I have a hard time believing that the same antitrust division that was so fearful of the market power of a combined AT&T-Time Warner seems so unworried about the potential market power of a Disney-Fox combination. Yes, it doesn’t have a pipe into consumers’ homes the way AT&T does, but if anybody is going to have the ability to raise prices, it is far more likely to be Disney-Fox than AT&T-Time Warner.

Also — and maybe this is just me — but didn’t you find the timing of the approval just a tad suspicious? Comcast Corp. has also been angling for Fox, making an unsolicited offer in mid-June that Disney then topped a week ago. Fox quickly agreed to Disney’s new terms, even as Comcast was rumored to be searching for financing to make an even higher offer.

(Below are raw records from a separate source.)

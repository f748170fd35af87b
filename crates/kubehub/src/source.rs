//! Per-object change stream backed by `kube::runtime::watcher`.

use futures::StreamExt;
use kube::{
    api::Api,
    core::{ApiResource, DynamicObject, TypeMeta},
    runtime::{
        watcher::{self, Event},
        WatchStreamExt,
    },
};
use kwatch_core::{EventSource, EventStream, ResourceTarget, WatchError, WatchEvent, WatchResult};
use metrics::counter;
use tracing::{debug, warn};

/// Consecutive watcher errors tolerated before the stream gives up.
pub const DEFAULT_MAX_RETRIES: u32 = 5;

/// Watches exactly one object, filtered server-side by `metadata.name`.
pub struct KubeEventSource {
    api: Api<DynamicObject>,
    resource: ApiResource,
    target: ResourceTarget,
    max_retries: u32,
}

impl KubeEventSource {
    pub fn new(api: Api<DynamicObject>, resource: ApiResource, target: ResourceTarget, max_retries: u32) -> Self {
        Self { api, resource, target, max_retries }
    }
}

impl EventSource for KubeEventSource {
    fn watch(&self) -> EventStream {
        let cfg = watcher::Config::default().fields(&name_selector(&self.target.name));
        let target = self.target.clone();
        let resource = self.resource.clone();
        let max_retries = self.max_retries;
        let mut failures = 0u32;
        watcher::watcher(self.api.clone(), cfg)
            .default_backoff()
            .flat_map(move |res| {
                let items = match res {
                    Ok(ev) => {
                        failures = 0;
                        translate(&target, &resource, ev)
                    }
                    Err(e) => {
                        failures += 1;
                        counter!("kwatch_watch_errors_total", 1u64);
                        if failures > max_retries {
                            vec![Err(WatchError::Stream(format!("{e} (after {failures} consecutive failures)")))]
                        } else {
                            warn!(object = %target, error = %e, attempt = failures, "watch error; retrying with backoff");
                            Vec::new()
                        }
                    }
                };
                futures::stream::iter(items)
            })
            .boxed()
    }
}

pub(crate) fn name_selector(name: &str) -> String {
    format!("metadata.name={name}")
}

fn translate(target: &ResourceTarget, ar: &ApiResource, ev: Event<DynamicObject>) -> Vec<WatchResult<WatchEvent>> {
    match ev {
        Event::Applied(o) => payload(target, ar, o).map(WatchEvent::Modified).into_iter().map(Ok).collect(),
        Event::Deleted(o) => payload(target, ar, o).map(WatchEvent::Deleted).into_iter().map(Ok).collect(),
        Event::Restarted(list) => {
            debug!(object = %target, count = list.len(), "watch restart");
            list.into_iter().filter_map(|o| payload(target, ar, o)).map(|v| Ok(WatchEvent::Added(v))).collect()
        }
    }
}

/// List items usually arrive without apiVersion/kind while watch events carry
/// them; fill them in so both serialize the same.
fn payload(target: &ResourceTarget, ar: &ApiResource, mut obj: DynamicObject) -> Option<serde_json::Value> {
    if obj.types.is_none() {
        obj.types = Some(TypeMeta { api_version: ar.api_version.clone(), kind: ar.kind.clone() });
    }
    match serde_json::to_value(&obj) {
        Ok(v) => Some(v),
        Err(e) => {
            counter!("kwatch_events_dropped_total", 1u64);
            warn!(object = %target, error = %e, "dropping event: object could not be serialized");
            None
        }
    }
}

#[cfg(test)]
mod tests {
    use super::*;

    fn configmaps() -> ApiResource {
        ApiResource {
            group: String::new(),
            version: "v1".into(),
            api_version: "v1".into(),
            kind: "ConfigMap".into(),
            plural: "configmaps".into(),
        }
    }

    fn obj(rv: &str) -> DynamicObject {
        let mut o = DynamicObject::new("cm", &configmaps()).within("default");
        o.metadata.resource_version = Some(rv.into());
        o.data = serde_json::json!({ "data": { "k": "v" } });
        o
    }

    #[test]
    fn restarted_list_becomes_added_events() {
        let t = ResourceTarget::new("configmaps", "default", "cm");
        let out = translate(&t, &configmaps(), Event::Restarted(vec![obj("1"), obj("2")]));
        assert_eq!(out.len(), 2);
        assert!(matches!(&out[0], Ok(WatchEvent::Added(v)) if v["metadata"]["resourceVersion"] == "1"));
        assert!(matches!(&out[1], Ok(WatchEvent::Added(v)) if v["data"]["k"] == "v"));
    }

    #[test]
    fn listed_object_without_type_meta_matches_watch_payload() {
        let t = ResourceTarget::new("configmaps", "default", "cm");
        let mut listed = obj("5");
        listed.types = None;
        let added = translate(&t, &configmaps(), Event::Restarted(vec![listed]));
        let applied = translate(&t, &configmaps(), Event::Applied(obj("5")));
        let (Ok(WatchEvent::Added(a)), Ok(WatchEvent::Modified(b))) = (&added[0], &applied[0]) else {
            panic!("unexpected events: {added:?} {applied:?}");
        };
        assert_eq!(a["apiVersion"], "v1");
        assert_eq!(a["kind"], "ConfigMap");
        assert_eq!(a, b);
    }

    #[test]
    fn applied_and_deleted_keep_payload() {
        let t = ResourceTarget::new("configmaps", "default", "cm");
        let applied = translate(&t, &configmaps(), Event::Applied(obj("3")));
        assert!(matches!(&applied[..], [Ok(WatchEvent::Modified(v))] if v["kind"] == "ConfigMap"));
        let deleted = translate(&t, &configmaps(), Event::Deleted(obj("4")));
        assert!(matches!(&deleted[..], [Ok(WatchEvent::Deleted(v))] if v["metadata"]["namespace"] == "default"));
    }

    #[test]
    fn selector_is_exact_name() {
        assert_eq!(name_selector("web-0"), "metadata.name=web-0");
    }
}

There is no question that the president’s ally Murdoch wants to sell to Disney, not to Comcast. So how convenient that the Justice Department gave the deal its stamp of approval almost immediately after the two companies signed their new, improved merger deal. The approval, as the New York Times noted, “bolsters” Disney’s bid because it makes it possible for the merger to close before Comcast can make another move.

When he announced the Justice Department’s approval on Wednesday, Delrahim made it sound as if his division had actually stood up for consumers. “Today’s settlement ensures that sports programming competition is preserved in the local markets where Disney and Fox compete for cable and satellite distribution,” he said in a statement.

But that’s just window dressing to disguise the fact that the person Delrahim really stood up for was Trump. When people talk about Trump’s authoritarian impulses, they rarely include antitrust enforcement. But they should. We now know he will use it to aid friends and punish perceived enemies — and the rule of law be damned.